Description of the task:
Reproduce the top of the data verbatim, through and including the line that contains "#[derive(Tabled)]".

Provided records:
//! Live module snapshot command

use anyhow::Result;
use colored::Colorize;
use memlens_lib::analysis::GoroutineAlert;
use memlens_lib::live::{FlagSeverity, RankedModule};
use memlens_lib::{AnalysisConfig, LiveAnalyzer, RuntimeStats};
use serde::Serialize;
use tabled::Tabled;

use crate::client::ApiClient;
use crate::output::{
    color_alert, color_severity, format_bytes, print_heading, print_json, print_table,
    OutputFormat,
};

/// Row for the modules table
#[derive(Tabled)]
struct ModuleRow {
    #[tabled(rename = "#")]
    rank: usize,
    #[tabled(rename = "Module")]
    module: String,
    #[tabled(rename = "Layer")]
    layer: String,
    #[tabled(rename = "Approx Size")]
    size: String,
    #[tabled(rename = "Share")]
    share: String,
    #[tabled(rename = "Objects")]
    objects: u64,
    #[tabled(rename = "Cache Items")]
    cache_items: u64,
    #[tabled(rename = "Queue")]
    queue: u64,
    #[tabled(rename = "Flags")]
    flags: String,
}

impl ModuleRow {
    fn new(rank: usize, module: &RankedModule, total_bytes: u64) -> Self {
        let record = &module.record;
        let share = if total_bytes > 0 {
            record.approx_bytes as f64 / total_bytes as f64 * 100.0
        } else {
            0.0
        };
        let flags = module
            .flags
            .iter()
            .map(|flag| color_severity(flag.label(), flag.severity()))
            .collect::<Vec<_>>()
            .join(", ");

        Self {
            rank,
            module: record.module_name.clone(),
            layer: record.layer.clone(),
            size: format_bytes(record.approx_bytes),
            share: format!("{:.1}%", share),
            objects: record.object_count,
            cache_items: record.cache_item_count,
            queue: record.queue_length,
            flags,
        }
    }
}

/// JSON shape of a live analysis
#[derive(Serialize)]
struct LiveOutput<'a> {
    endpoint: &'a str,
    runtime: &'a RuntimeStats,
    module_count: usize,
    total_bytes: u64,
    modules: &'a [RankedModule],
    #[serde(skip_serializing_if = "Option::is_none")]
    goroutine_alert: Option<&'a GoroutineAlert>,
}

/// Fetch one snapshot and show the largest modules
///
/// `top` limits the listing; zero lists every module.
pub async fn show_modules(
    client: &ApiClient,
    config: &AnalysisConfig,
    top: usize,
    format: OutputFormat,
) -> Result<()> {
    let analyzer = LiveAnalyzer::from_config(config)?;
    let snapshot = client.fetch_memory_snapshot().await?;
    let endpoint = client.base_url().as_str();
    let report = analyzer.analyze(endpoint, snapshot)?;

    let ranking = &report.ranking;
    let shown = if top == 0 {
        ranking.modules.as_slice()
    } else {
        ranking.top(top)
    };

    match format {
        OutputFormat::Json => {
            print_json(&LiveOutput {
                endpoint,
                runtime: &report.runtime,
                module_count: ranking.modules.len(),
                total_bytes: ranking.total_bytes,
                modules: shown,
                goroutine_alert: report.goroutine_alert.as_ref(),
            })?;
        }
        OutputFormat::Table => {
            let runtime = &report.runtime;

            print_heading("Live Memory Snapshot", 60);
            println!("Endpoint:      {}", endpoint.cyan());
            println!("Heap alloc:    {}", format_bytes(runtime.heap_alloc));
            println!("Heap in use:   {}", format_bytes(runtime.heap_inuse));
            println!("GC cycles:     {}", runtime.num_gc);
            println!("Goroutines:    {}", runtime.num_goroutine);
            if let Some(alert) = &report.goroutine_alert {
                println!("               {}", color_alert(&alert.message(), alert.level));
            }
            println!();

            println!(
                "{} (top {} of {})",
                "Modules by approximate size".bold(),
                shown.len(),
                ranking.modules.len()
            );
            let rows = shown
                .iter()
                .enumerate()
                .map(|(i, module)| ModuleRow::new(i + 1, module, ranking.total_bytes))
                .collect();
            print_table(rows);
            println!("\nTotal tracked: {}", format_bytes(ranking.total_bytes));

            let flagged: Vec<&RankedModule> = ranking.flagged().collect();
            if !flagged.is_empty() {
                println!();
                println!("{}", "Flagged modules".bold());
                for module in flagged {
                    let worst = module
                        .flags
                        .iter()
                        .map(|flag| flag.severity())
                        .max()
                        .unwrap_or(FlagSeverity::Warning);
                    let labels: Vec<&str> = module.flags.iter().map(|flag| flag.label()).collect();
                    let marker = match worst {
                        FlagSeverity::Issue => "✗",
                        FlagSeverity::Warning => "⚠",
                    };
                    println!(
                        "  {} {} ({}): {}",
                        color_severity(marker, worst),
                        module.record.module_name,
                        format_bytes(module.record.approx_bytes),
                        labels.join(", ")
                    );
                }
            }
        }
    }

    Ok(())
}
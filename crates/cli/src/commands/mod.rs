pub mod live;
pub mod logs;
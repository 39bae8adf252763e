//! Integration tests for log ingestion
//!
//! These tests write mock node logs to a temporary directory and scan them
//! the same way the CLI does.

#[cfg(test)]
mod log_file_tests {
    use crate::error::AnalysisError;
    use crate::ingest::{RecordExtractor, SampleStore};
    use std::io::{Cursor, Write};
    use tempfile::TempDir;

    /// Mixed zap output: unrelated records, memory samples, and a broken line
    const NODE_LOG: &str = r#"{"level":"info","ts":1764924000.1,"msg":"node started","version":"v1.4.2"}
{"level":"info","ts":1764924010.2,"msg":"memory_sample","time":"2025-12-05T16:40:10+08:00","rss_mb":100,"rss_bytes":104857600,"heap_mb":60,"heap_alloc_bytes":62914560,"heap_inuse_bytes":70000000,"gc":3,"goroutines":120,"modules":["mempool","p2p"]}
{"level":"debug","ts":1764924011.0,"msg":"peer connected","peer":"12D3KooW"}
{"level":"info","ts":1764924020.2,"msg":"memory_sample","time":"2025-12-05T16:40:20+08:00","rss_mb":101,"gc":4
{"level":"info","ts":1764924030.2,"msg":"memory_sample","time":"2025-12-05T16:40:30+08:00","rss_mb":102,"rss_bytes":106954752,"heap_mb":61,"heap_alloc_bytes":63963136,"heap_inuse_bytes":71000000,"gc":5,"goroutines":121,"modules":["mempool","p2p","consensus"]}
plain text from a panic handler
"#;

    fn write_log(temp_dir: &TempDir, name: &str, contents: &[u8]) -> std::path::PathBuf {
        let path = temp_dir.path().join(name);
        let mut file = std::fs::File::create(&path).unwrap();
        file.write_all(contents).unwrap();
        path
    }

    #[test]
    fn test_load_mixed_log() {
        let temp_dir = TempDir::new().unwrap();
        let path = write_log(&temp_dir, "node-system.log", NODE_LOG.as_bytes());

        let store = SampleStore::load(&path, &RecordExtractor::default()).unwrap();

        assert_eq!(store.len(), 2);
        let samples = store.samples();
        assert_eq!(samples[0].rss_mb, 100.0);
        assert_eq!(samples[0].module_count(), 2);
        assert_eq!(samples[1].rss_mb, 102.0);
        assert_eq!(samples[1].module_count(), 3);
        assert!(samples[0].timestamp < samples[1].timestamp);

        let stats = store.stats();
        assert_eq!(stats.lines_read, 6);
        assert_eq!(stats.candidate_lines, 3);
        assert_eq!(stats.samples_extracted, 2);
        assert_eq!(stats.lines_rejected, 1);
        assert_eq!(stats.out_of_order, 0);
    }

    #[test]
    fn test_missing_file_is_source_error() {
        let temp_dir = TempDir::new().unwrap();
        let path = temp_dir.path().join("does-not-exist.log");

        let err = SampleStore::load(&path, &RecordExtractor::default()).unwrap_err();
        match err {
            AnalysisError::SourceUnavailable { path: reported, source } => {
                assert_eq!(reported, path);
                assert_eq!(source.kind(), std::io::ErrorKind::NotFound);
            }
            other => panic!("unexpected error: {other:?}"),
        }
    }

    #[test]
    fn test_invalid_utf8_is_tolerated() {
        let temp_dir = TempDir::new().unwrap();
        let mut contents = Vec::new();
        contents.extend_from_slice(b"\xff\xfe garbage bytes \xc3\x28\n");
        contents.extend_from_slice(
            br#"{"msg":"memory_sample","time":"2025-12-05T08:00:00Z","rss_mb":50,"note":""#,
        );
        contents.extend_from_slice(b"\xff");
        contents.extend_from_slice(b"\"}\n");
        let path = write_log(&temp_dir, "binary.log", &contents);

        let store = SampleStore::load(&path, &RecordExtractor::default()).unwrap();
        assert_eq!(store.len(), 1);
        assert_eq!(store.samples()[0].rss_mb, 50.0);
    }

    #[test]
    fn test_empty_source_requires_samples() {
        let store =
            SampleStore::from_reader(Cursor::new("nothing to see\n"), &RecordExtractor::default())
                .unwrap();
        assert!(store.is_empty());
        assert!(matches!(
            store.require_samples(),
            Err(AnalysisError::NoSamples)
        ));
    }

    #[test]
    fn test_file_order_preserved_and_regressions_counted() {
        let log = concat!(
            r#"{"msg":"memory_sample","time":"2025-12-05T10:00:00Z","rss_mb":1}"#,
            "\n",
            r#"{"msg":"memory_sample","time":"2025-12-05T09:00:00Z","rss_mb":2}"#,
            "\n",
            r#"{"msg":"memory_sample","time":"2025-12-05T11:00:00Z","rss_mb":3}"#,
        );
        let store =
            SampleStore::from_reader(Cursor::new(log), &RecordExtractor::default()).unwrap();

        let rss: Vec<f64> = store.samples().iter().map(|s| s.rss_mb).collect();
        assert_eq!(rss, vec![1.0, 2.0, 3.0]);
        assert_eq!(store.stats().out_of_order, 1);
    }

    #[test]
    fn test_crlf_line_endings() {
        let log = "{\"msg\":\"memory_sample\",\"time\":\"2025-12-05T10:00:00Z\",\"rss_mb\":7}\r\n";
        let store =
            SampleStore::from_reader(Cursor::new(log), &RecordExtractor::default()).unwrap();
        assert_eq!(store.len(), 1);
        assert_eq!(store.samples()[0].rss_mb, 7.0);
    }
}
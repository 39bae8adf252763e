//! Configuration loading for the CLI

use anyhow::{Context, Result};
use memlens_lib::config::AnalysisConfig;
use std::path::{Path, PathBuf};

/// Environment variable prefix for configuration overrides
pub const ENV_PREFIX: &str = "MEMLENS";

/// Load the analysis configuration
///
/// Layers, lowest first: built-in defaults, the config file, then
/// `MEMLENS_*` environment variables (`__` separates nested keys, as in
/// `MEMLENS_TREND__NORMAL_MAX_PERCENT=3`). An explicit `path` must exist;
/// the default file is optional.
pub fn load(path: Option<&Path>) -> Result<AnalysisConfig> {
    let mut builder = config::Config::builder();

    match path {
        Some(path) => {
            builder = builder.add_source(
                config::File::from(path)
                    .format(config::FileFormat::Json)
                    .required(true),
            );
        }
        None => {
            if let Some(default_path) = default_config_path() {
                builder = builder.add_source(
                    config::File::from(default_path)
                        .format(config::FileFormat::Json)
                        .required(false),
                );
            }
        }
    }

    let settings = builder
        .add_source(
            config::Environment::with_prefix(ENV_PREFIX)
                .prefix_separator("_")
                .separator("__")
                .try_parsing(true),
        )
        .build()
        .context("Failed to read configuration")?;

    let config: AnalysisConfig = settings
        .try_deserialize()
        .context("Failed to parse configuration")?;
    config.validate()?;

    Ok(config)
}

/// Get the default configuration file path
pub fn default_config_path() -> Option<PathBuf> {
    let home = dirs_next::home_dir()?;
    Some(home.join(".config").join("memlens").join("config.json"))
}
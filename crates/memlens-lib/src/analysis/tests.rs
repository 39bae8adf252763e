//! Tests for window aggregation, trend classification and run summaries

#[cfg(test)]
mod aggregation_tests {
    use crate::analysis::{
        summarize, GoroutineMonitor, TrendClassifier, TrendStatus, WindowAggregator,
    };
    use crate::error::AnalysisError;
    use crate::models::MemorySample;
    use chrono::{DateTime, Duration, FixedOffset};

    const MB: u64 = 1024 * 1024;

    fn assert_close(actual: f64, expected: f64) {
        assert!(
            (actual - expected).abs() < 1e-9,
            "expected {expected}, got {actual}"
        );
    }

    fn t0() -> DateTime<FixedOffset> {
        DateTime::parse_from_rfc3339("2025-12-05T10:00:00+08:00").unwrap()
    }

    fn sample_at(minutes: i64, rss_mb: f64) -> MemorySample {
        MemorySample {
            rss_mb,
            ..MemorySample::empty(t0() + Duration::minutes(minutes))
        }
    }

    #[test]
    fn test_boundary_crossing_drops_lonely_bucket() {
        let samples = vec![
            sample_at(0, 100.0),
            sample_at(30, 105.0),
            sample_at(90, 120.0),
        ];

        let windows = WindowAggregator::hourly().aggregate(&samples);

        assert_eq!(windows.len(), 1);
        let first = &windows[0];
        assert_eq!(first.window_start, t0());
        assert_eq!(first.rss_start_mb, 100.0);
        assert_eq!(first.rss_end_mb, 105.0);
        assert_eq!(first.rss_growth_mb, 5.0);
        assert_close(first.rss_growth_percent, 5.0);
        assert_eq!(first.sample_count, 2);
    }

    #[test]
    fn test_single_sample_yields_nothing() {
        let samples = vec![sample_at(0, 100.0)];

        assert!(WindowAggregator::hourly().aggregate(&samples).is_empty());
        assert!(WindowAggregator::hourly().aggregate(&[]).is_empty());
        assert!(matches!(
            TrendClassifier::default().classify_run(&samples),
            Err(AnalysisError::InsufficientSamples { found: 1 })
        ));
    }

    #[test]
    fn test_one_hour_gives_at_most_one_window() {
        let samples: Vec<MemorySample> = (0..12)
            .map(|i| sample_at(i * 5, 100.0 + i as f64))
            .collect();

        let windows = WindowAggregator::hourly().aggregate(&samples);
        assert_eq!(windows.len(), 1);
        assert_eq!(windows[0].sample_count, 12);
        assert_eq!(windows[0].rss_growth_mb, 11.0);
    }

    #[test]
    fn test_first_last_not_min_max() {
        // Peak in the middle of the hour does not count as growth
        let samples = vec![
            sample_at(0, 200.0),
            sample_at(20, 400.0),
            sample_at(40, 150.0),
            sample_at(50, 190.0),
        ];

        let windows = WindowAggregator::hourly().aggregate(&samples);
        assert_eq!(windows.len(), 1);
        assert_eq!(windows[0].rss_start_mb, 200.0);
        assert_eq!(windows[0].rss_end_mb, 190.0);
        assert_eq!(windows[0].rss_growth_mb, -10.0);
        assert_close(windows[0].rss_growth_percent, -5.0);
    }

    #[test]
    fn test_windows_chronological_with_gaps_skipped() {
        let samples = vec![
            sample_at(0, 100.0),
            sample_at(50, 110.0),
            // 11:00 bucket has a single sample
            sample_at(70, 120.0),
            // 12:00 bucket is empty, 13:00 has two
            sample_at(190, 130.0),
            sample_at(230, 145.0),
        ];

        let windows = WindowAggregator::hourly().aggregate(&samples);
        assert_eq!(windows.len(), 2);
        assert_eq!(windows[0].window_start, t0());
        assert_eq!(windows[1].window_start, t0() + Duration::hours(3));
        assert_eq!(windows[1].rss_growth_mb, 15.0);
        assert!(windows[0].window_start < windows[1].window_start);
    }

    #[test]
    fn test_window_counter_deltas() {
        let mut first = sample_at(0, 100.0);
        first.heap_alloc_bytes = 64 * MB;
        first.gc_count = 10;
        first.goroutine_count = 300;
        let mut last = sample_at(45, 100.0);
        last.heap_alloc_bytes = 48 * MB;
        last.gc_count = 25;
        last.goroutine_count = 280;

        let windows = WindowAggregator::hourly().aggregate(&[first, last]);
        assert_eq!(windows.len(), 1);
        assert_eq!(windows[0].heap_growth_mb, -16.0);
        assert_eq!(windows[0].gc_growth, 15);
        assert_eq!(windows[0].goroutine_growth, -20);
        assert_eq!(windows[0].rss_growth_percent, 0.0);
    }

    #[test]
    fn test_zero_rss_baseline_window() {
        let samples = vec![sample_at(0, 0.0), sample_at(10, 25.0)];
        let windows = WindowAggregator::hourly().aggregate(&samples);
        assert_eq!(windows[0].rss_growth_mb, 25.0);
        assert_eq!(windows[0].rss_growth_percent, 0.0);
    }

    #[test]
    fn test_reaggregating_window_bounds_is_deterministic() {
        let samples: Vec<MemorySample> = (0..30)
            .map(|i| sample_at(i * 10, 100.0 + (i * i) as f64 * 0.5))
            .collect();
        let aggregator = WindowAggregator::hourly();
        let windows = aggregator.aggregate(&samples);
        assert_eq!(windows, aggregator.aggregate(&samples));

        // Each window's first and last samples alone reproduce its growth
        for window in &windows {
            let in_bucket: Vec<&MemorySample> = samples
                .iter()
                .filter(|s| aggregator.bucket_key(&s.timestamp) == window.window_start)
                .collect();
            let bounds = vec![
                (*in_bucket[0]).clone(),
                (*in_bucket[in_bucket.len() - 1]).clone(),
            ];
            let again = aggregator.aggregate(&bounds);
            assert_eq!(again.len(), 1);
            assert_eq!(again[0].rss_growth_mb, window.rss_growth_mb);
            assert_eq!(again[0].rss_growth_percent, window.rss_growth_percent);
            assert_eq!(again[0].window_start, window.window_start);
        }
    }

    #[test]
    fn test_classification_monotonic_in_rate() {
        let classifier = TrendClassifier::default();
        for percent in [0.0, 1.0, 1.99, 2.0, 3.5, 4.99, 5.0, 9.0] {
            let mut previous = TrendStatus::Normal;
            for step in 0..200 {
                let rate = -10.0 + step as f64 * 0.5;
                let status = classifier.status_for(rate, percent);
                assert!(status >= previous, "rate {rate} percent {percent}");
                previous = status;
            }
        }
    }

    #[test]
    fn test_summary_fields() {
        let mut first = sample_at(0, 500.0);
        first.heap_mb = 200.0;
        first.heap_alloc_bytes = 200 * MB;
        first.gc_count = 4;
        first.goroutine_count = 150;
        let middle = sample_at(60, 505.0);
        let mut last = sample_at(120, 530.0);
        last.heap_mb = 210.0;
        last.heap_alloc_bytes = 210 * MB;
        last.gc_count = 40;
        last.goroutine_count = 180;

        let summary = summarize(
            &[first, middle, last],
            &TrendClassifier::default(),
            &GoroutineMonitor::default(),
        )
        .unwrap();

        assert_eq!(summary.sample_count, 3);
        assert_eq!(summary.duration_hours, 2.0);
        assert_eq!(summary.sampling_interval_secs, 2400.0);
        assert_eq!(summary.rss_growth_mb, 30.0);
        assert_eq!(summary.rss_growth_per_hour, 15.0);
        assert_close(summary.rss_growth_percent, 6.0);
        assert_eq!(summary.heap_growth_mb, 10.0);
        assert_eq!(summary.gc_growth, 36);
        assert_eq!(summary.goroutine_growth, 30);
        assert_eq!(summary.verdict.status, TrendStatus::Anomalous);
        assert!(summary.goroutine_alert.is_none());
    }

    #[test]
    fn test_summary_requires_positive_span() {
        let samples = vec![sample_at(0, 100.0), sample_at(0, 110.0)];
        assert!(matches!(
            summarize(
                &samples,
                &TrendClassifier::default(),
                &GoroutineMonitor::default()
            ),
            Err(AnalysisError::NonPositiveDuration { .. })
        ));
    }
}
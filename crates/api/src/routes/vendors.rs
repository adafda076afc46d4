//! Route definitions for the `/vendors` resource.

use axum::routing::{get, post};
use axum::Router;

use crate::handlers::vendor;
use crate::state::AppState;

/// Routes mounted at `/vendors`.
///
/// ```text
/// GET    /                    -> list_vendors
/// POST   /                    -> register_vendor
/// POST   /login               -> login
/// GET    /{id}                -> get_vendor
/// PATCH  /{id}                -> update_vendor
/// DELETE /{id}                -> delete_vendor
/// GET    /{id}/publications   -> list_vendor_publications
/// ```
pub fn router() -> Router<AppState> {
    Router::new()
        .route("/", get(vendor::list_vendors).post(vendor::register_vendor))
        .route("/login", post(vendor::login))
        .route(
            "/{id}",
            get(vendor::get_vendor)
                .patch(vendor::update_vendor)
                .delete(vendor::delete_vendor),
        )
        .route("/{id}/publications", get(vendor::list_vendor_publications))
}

Answer box:
//! Live module snapshot command

use anyhow::Result;
use colored::Colorize;
use memlens_lib::analysis::GoroutineAlert;
use memlens_lib::live::{FlagSeverity, RankedModule};
use memlens_lib::{AnalysisConfig, LiveAnalyzer, RuntimeStats};
use serde::Serialize;
use tabled::Tabled;

use crate::client::ApiClient;
use crate::output::{
    color_alert, color_severity, format_bytes, print_heading, print_json, print_table,
    OutputFormat,
};

/// Row for the modules table
#[derive(Tabled)]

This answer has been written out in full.